Glycolaldehyde and ethanol toward the L1157 outflow: Resolved images and constraints on glycolaldehyde formation

¹ Univ. Grenoble Alpes, CNRS, IPAG, 38000 Grenoble, France
² Institut de Radioastronomie Millimétrique, 38406 Saint-Martin d’Hères, France
³ INAF, Osservatorio Astrofisico di Arcetri, Largo E. Fermi 5, 50125 Firenze, Italy

^★ Corresponding author: This email address is being protected from spambots. You need JavaScript enabled to view it.

Received: 27 June 2025
Accepted: 16 October 2025

Abstract

Context. Interstellar complex organic molecules, also known as iCOMs, are species of special interest in astrochemistry because of their potential role in the emergence of life. The discovery of iCOMs in the interstellar medium has sparked a decades-long debate about how they are formed. In principle, two main routes are possible: on the surfaces of dust grains and in the gas phase. A powerful way to discriminate between and constrain the two routes is to observe iCOMs along protostellar outflow-shocked regions, provided their ages are well constrained. In this way, the chemical evolution over time can be probed.

Aims. We focused on glycolaldehyde (CH₂OHCHO) and ethanol (C₂H₅OH), and their possible daughter-mother relationship, as suggested by previous studies. More precisely, our objective was to verify whether the gas-phase reactions derived in these studies dominate the formation of glycolaldehyde, so whether this gas-phase formation pathway can account for the abundance of glycolaldehyde observed in star-forming regions. We targeted the well-known southern outflow of L1157, which hosts three shocked regions, B0, B1 and B2, of increasing ages: approximately 900, 1500 and 2300 years, respectively.

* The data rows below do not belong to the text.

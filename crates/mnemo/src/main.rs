//! mnemo - Session Memory CLI
//!
//! Runs the consolidation daemon and queries the memory store of
//! coding-assistant sessions.

use anyhow::Result;
use clap::Parser;
use tracing_subscriber::{fmt, prelude::*, EnvFilter};

mod cli;
mod commands;
mod config;
mod engine;

use cli::{Cli, Commands};

#[tokio::main]
async fn main() -> Result<()> {
    // Initialize tracing
    let filter = EnvFilter::from_default_env()
        .add_directive("mnemo=info".parse()?)
        .add_directive("mnemo_core=info".parse()?);
    let json_logs = std::env::var("MNEMO_LOG_FORMAT").is_ok_and(|v| v.eq_ignore_ascii_case("json"));
    if json_logs {
        tracing_subscriber::registry()
            .with(fmt::layer().json().with_writer(std::io::stderr))
            .with(filter)
            .init();
    } else {
        tracing_subscriber::registry()
            .with(fmt::layer().with_writer(std::io::stderr))
            .with(filter)
            .init();
    }

    let cli = Cli::parse();

    // Load configuration
    let config = config::Config::load()?;

    // Execute command
    match cli.command {
        Commands::Serve => commands::serve::execute(&config).await,
        Commands::Cycle(cmd) => commands::cycle::execute(cmd, &config).await,
        Commands::History { limit, json } => commands::cycle::history(limit, json, &config).await,
        Commands::Status { json } => commands::status::execute(json, &config).await,
        Commands::Search(cmd) => commands::search::execute(cmd, &config).await,
        Commands::Drift { project, json } => commands::drift::execute(project.as_deref(), json, &config).await,
        Commands::Tiers { project } => commands::memory::tiers(project.as_deref(), &config).await,
        Commands::Save(cmd) => commands::memory::save(cmd, &config).await,
        Commands::Contradict { id, correction } => commands::memory::contradict(id, &correction, &config).await,
        Commands::Importance { id, value } => commands::memory::importance(id, value, &config).await,
        Commands::Version => {
            println!("mnemo {}", env!("CARGO_PKG_VERSION"));
            Ok(())
        }
    }
}
#[cfg(test)]
mod tests {
    use super::*;
    use crate::types::{ObservationType, ParsedObservation, ParsedSummary};
    use crate::store::BatchWrite;

    async fn store() -> RecordStore {
        RecordStore::open_in_memory().unwrap()
    }

    #[tokio::test]
    async fn test_create_or_fetch_is_idempotent() {
        let store = store().await;

        let first = store
            .create_or_fetch_session("content-a", "alpha", Some("fix the build"))
            .await
            .unwrap();
        let second = store
            .create_or_fetch_session("content-a", "alpha", Some("other prompt"))
            .await
            .unwrap();

        assert_eq!(first.id, second.id);
        assert_eq!(first.memory_session_id, "content-a");
        assert_eq!(second.memory_session_id, first.memory_session_id);
        assert_eq!(second.user_prompt.as_deref(), Some("fix the build"));
        assert_eq!(first.status, SessionStatus::Active);
        assert!(!first.has_memory_session());
    }

    #[tokio::test]
    async fn test_concurrent_create_or_fetch_sees_one_session() {
        let store = store().await;

        let handles: Vec<_> = (0..8)
            .map(|_| {
                let store = store.clone();
                tokio::spawn(async move {
                    store.create_or_fetch_session("shared", "alpha", None).await
                })
            })
            .collect();

        let mut ids = Vec::new();
        for handle in handles {
            let session = handle.await.unwrap().unwrap();
            ids.push((session.id, session.memory_session_id));
        }
        ids.dedup();
        assert_eq!(ids.len(), 1);
    }

    #[tokio::test]
    async fn test_memory_session_id_transitions_once() {
        let store = store().await;
        store.create_or_fetch_session("content-a", "alpha", None).await.unwrap();

        let assigned = store.assign_memory_session_id("content-a", "mem-1").await.unwrap();
        assert_eq!(assigned.memory_session_id, "mem-1");
        assert!(assigned.has_memory_session());

        // Same value again is a no-op
        let again = store.assign_memory_session_id("content-a", "mem-1").await.unwrap();
        assert_eq!(again.memory_session_id, "mem-1");

        // A second transition is rejected
        let err = store.assign_memory_session_id("content-a", "mem-2").await.unwrap_err();
        assert!(matches!(err, MnemoError::InvalidOperation { .. }));

        let session = store.get_session("content-a").await.unwrap().unwrap();
        assert_eq!(session.memory_session_id, "mem-1");

        let err = store.assign_memory_session_id("content-a", "content-a").await.unwrap_err();
        assert!(matches!(err, MnemoError::InvalidOperation { .. }));
    }

    #[tokio::test]
    async fn test_memory_session_id_is_unique() {
        let store = store().await;
        store.create_or_fetch_session("content-a", "alpha", None).await.unwrap();
        store.create_or_fetch_session("content-b", "alpha", None).await.unwrap();

        store.assign_memory_session_id("content-a", "mem-shared").await.unwrap();
        let err = store
            .assign_memory_session_id("content-b", "mem-shared")
            .await
            .unwrap_err();
        assert!(err.is_integrity_violation());

        // Another session's placeholder is taken as well
        store.create_or_fetch_session("content-c", "alpha", None).await.unwrap();
        let err = store
            .assign_memory_session_id("content-b", "content-c")
            .await
            .unwrap_err();
        assert!(err.is_integrity_violation());

        let b = store.get_session("content-b").await.unwrap().unwrap();
        assert_eq!(b.memory_session_id, "content-b");
    }

    #[tokio::test]
    async fn test_content_id_colliding_with_memory_id_fails() {
        let store = store().await;
        store.create_or_fetch_session("content-a", "alpha", None).await.unwrap();
        store.assign_memory_session_id("content-a", "mem-x").await.unwrap();

        let err = store
            .create_or_fetch_session("mem-x", "alpha", None)
            .await
            .unwrap_err();
        assert!(err.is_integrity_violation());
    }

    #[tokio::test]
    async fn test_assignment_carries_existing_rows() {
        let store = store().await;
        store.create_or_fetch_session("content-a", "alpha", None).await.unwrap();
        store
            .store_batch(
                BatchWrite::new("content-a", "alpha")
                    .observation(ParsedObservation::new(ObservationType::Discovery, "early")),
            )
            .await
            .unwrap();

        store.assign_memory_session_id("content-a", "mem-a").await.unwrap();

        let moved = store.observations_for_session("mem-a").await.unwrap();
        assert_eq!(moved.len(), 1);
        assert!(store.observations_for_session("content-a").await.unwrap().is_empty());
    }

    #[tokio::test]
    async fn test_prompt_counter() {
        let store = store().await;
        store.create_or_fetch_session("content-a", "alpha", None).await.unwrap();

        let p1 = store.record_user_prompt("content-a", "first").await.unwrap();
        let p2 = store.record_user_prompt("content-a", "second").await.unwrap();
        assert_eq!(p1.prompt_number, 1);
        assert_eq!(p2.prompt_number, 2);

        let session = store.get_session("content-a").await.unwrap().unwrap();
        assert_eq!(session.prompt_counter, 2);

        let prompts = store.prompts_for_session("content-a").await.unwrap();
        assert_eq!(prompts.iter().map(|p| p.prompt_text.as_str()).collect::<Vec<_>>(), vec!["first", "second"]);

        let err = store.record_user_prompt("missing", "x").await.unwrap_err();
        assert!(err.is_not_found());
    }

    #[tokio::test]
    async fn test_session_lifecycle() {
        let store = store().await;
        store.create_or_fetch_session("content-a", "alpha", None).await.unwrap();
        store.create_or_fetch_session("content-b", "alpha", None).await.unwrap();
        assert_eq!(store.count_active_sessions().await.unwrap(), 2);

        store.complete_session("content-a").await.unwrap();
        store.fail_session("content-b").await.unwrap();
        assert_eq!(store.count_active_sessions().await.unwrap(), 0);

        let a = store.get_session("content-a").await.unwrap().unwrap();
        assert_eq!(a.status, SessionStatus::Completed);
        assert!(a.completed_at_epoch.is_some());

        assert!(store.complete_session("nope").await.unwrap_err().is_not_found());
    }

    #[tokio::test]
    async fn test_manual_session_is_not_active() {
        let store = store().await;
        let manual = store.get_or_create_manual_session("alpha").await.unwrap();
        let again = store.get_or_create_manual_session("alpha").await.unwrap();

        assert_eq!(manual.id, again.id);
        assert_eq!(manual.content_session_id, "manual-alpha");
        assert_eq!(manual.status, SessionStatus::Completed);
        assert_eq!(store.count_active_sessions().await.unwrap(), 0);
    }

    #[tokio::test]
    async fn test_delete_cascades() {
        let store = store().await;
        store.create_or_fetch_session("content-a", "alpha", None).await.unwrap();
        store.assign_memory_session_id("content-a", "mem-a").await.unwrap();
        store.record_user_prompt("content-a", "prompt").await.unwrap();
        store
            .store_batch(
                BatchWrite::new("mem-a", "alpha")
                    .observation(ParsedObservation::new(ObservationType::Feature, "one"))
                    .observation(ParsedObservation::new(ObservationType::Bugfix, "two"))
                    .summary(ParsedSummary {
                        request: Some("ship it".into()),
                        ..Default::default()
                    }),
            )
            .await
            .unwrap();

        assert!(store.delete_session("content-a").await.unwrap());

        assert!(store.observations_for_session("mem-a").await.unwrap().is_empty());
        assert!(store.summaries_for_session("mem-a").await.unwrap().is_empty());
        assert!(store.prompts_for_session("content-a").await.unwrap().is_empty());
        assert!(!store.delete_session("content-a").await.unwrap());
    }

    #[tokio::test]
    async fn test_recent_sessions_and_lookup_by_ids() {
        let store = store().await;
        let a = store.create_or_fetch_session("content-a", "alpha", None).await.unwrap();
        let b = store.create_or_fetch_session("content-b", "alpha", None).await.unwrap();
        store.create_or_fetch_session("content-c", "beta", None).await.unwrap();

        let recent = store.recent_sessions("alpha", 10).await.unwrap();
        assert_eq!(recent.len(), 2);

        let by_ids = store.get_sessions(&[b.id, 999, a.id]).await.unwrap();
        assert_eq!(by_ids.iter().map(|s| s.id).collect::<Vec<_>>(), vec![b.id, a.id]);
    }
}
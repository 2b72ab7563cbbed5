//! Keyword backend over the SQLite full-text tables.

use async_trait::async_trait;
use rusqlite::ToSql;
use tracing::debug;

use super::backend::{BackendFilter, DocKind, DocRef, KeywordBackend, KeywordHit};
use crate::store::{placeholders, RecordStore};
use crate::{MnemoError, MnemoResult};

/// BM25 ranking over `observations_fts`, `session_summaries_fts` and
/// `user_prompts_fts`.
#[derive(Clone)]
pub struct FtsKeywordBackend {
    store: RecordStore,
}

impl FtsKeywordBackend {
    /// `None` when the store has no full-text tables.
    pub fn new(store: RecordStore) -> Option<Self> {
        store.fts_available().then_some(Self { store })
    }
}

/// Reduce every whitespace-separated token to its word characters, quote
/// it and join with OR, so user input never reaches the FTS5 query syntax.
/// Returns `None` when nothing searchable remains.
pub fn to_match_expression(text: &str) -> Option<String> {
    let terms: Vec<String> = text
        .split_whitespace()
        .map(|token| token.chars().filter(|c| c.is_alphanumeric() || *c == '_').collect::<String>())
        .filter(|token| !token.is_empty())
        .map(|token| format!("\"{token}\""))
        .collect();
    (!terms.is_empty()).then(|| terms.join(" OR "))
}

type Params = Vec<Box<dyn ToSql>>;

fn run_ranked(
    conn: &rusqlite::Connection,
    sql: &str,
    params: &Params,
    kind: DocKind,
) -> rusqlite::Result<Vec<KeywordHit>> {
    let mut stmt = conn.prepare(sql)?;
    let refs: Vec<&dyn ToSql> = params.iter().map(|p| p.as_ref()).collect();
    let hits = stmt
        .query_map(refs.as_slice(), |row| {
            let id: i64 = row.get(0)?;
            let rank: f64 = row.get(1)?;
            // bm25() is lower-is-better and negative for matches
            Ok(KeywordHit {
                doc: DocRef { kind, id },
                score: -rank,
            })
        })?
        .collect::<Result<Vec<_>, _>>()?;
    Ok(hits)
}

#[async_trait]
impl KeywordBackend for FtsKeywordBackend {
    fn name(&self) -> &str {
        "sqlite-fts"
    }

    async fn query(&self, text: &str, filter: &BackendFilter, limit: usize) -> MnemoResult<Vec<KeywordHit>> {
        let Some(expression) = to_match_expression(text) else {
            return Ok(Vec::new());
        };
        let db = self.store.conn().await;
        let mut hits = Vec::new();

        if filter.accepts(DocKind::Observation) {
            let mut sql = String::from(
                "SELECT o.id, bm25(observations_fts) AS rank
                 FROM observations_fts JOIN observations o ON o.id = observations_fts.rowid
                 WHERE observations_fts MATCH ? AND o.deprecated = 0",
            );
            let mut params: Params = vec![Box::new(expression.clone())];
            if let Some(ref project) = filter.project {
                sql.push_str(" AND o.project = ?");
                params.push(Box::new(project.clone()));
            }
            if !filter.types.is_empty() {
                sql.push_str(&format!(" AND o.type IN ({})", placeholders(filter.types.len())));
                for obs_type in &filter.types {
                    params.push(Box::new(obs_type.as_str()));
                }
            }
            sql.push_str(" ORDER BY rank LIMIT ?");
            params.push(Box::new(limit as i64));
            hits.extend(run_ranked(&db, &sql, &params, DocKind::Observation).map_err(fts_error)?);
        }

        // summaries and prompts carry no type
        let typed_only = !filter.types.is_empty();

        if filter.accepts(DocKind::Summary) && !typed_only {
            let mut sql = String::from(
                "SELECT s.id, bm25(session_summaries_fts) AS rank
                 FROM session_summaries_fts JOIN session_summaries s ON s.id = session_summaries_fts.rowid
                 WHERE session_summaries_fts MATCH ?",
            );
            let mut params: Params = vec![Box::new(expression.clone())];
            if let Some(ref project) = filter.project {
                sql.push_str(" AND s.project = ?");
                params.push(Box::new(project.clone()));
            }
            sql.push_str(" ORDER BY rank LIMIT ?");
            params.push(Box::new(limit as i64));
            hits.extend(run_ranked(&db, &sql, &params, DocKind::Summary).map_err(fts_error)?);
        }

        if filter.accepts(DocKind::Prompt) && !typed_only {
            let mut sql = String::from(
                "SELECT p.id, bm25(user_prompts_fts) AS rank
                 FROM user_prompts_fts
                 JOIN user_prompts p ON p.id = user_prompts_fts.rowid
                 JOIN sdk_sessions ss ON ss.content_session_id = p.content_session_id
                 WHERE user_prompts_fts MATCH ?",
            );
            let mut params: Params = vec![Box::new(expression)];
            if let Some(ref project) = filter.project {
                sql.push_str(" AND ss.project = ?");
                params.push(Box::new(project.clone()));
            }
            sql.push_str(" ORDER BY rank LIMIT ?");
            params.push(Box::new(limit as i64));
            hits.extend(run_ranked(&db, &sql, &params, DocKind::Prompt).map_err(fts_error)?);
        }

        debug!(query = text, hits = hits.len(), "Full-text search complete");
        Ok(hits)
    }
}

fn fts_error(e: rusqlite::Error) -> MnemoError {
    MnemoError::backend("sqlite-fts", e.to_string())
}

Methods. We obtained high-resolution (∼4″) IRAM NOEMA maps of three glycolaldehyde lines and one ethanol line toward the entire southern outflow lobe of L1157 and used them to derive the abundances of the two species in B0, B1 and B2, as well as their abundance ratio. We then used a pseudo time-dependent astrochemical code to model the post-shock gas-phase chemistry of the two molecules under study, in which glycolaldehyde is formed via gas-phase reactions starting from ethanol, via the so-called ethanol-tree scheme, or on the grain surfaces. On the contrary, ethanol is assumed to be form on grain surfaces and to be released into the gas phase by the passage of the shocks. Once in the gas, C₂H₅OH is gradually consumed to form, among other iCOMs, glycolaldehyde. Ethanol is mainly destroyed through reactions with the OH radical, which in turn is primarily formed by injected (previously frozen) water (H₂O).

Results. We present the first spatially resolved maps of ethanol and glycolaldehyde toward the L1157 southern outflow and, more generally, toward solar-like star-forming regions. From these maps, we computed their column densities in B0, B1 and B2. Assuming an excitation temperature of 30 K for both species, we find column densities ranging between 1 and 3 ×10¹³ cm⁻² for glycolaldehyde and between 4 and 6 ×10¹³ for ethanol. Their relative abundance ratio [CH₂OHCHO] / [C₂H₅OH], equal to 0.25-0.4, increases between B1 and B2. The measured abundance ratios in B1 and B2 are relatively well reproduced by the astrochemical model. However, our model cannot simultaneously reproduce the observations toward B0, and toward B1 and B2, whether we assume that glycolaldehyde is primarily formed in the gas phase or on the grain-surfaces. This likely indicates that one of the assumptions in our model is incorrect. Possible candidates include the excitation temperature and grain mantle composition, assumed to be the same in B0, B1 and B2; the age of B0; and the gas temperature, assumed to be constant after the shock passage. Nonetheless, our modeling rules out the possibility that all the observed gaseous glycolaldehyde is a grain-surface product.

Conclusions. The study of resolved iCOM emission in the direction of protostellar molecular outflows proves to be an efficient way to constrain their formation routes. In the future, it will be important to carry out similar studies in regions other than L1157 outflow. In addition, improved modeling of shock chemistry should be developed, in which physical properties vary with time along with chemistry.